Discovering weather periods and crop properties favorable for coffee rust incidence from feature selection approaches
Computers and Electronics in Agriculture, 176 : 11 p
Coffee Leaf Rust (CLR) is a disease that leads to considerable losses in the worldwide coffee industry; as those that have been reported recently in Colombia and Central America. The early detection of favorable conditions for epidemics could be used to improve decision making for the coffee grower and thus reduce the losses due to the disease. Researchers tried to predict the occurrence of the disease earlier through statistical and machine learning models from crop properties, disease indicators and weather conditions. These studies considered the impact of weather variables in a common period for all. Assuming that the dynamics of weather that most impact the development of the disease occur in the same time periods is simplistic. We propose an approach to discover the time period (window) for each weather variables and crop related features that most explain a future ob- served CLR incidence, in order to obtain a prediction model through machine learning. The selection of the variables more related with coffee rust incidence and rejection of the features with no significant contribution of information in machine learning tasks were approached from Feature Selection methods (Filter, Wrapper, Embedded). In this way, a CLR incidence prediction model based on the features with the greatest impact on the development of the disease was obtained. Moreover, the use of SHapley Additive exPlanations allowed us to identify the impact of features in the model prediction. The monitoring of coffee rust incidence is the most important predictor, since it provides information about current inoculum and this determines how much can the incidence grow or decrease.
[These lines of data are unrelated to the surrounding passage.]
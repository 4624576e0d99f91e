//! Core of the project context store.
//! Layered JSON documents with a uid index and relationship traversal.

pub mod config;
pub mod db;
pub mod logging;
pub mod model;
pub mod repo;
pub mod search;
pub mod service;

pub use config::{open_store, ConfigError, StoreConfig};
pub use logging::{default_log_level, init_logging, logging_status, LoggingError};
pub use model::entry::{IndexEntry, ReviewStatus};
pub use model::layer::{is_valid_layer_name, LayerKind};
pub use model::relation::merge_related;
pub use model::uid::{make_uid, UidKind};
pub use repo::document_store::{DocumentStore, SqliteDocumentStore, StoreError, StoreResult};
pub use search::names::{resolve_names, NameHit, NameQuery};
pub use service::architecture_service::ArchitectureService;
pub use service::context_service::{BatchBundle, ContextService, TraversalBundle};
pub use service::implementation_service::ImplementationService;
pub use service::requirement_service::{
    AppliedChanges, RequirementResult, RequirementService, RequirementServiceError,
};

/// Returns the core crate version.
pub fn core_version() -> &'static str {
    env!("CARGO_PKG_VERSION")
}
Temperature is a determining driver for germination and penetration phases in days 9 to 6 and 4 to 1 before the date of prediction. Additionally, the amount of rain determines whether uredospore dispersal or washing conditions occurred. The mean absolute error expected in the model is 6.94% of incidence, trained with XGBoost algorithm and the dataset reduced by Embedded method. The estimation of the disease incidence 28 days later can be used to improve decision making in control and nutrition practices.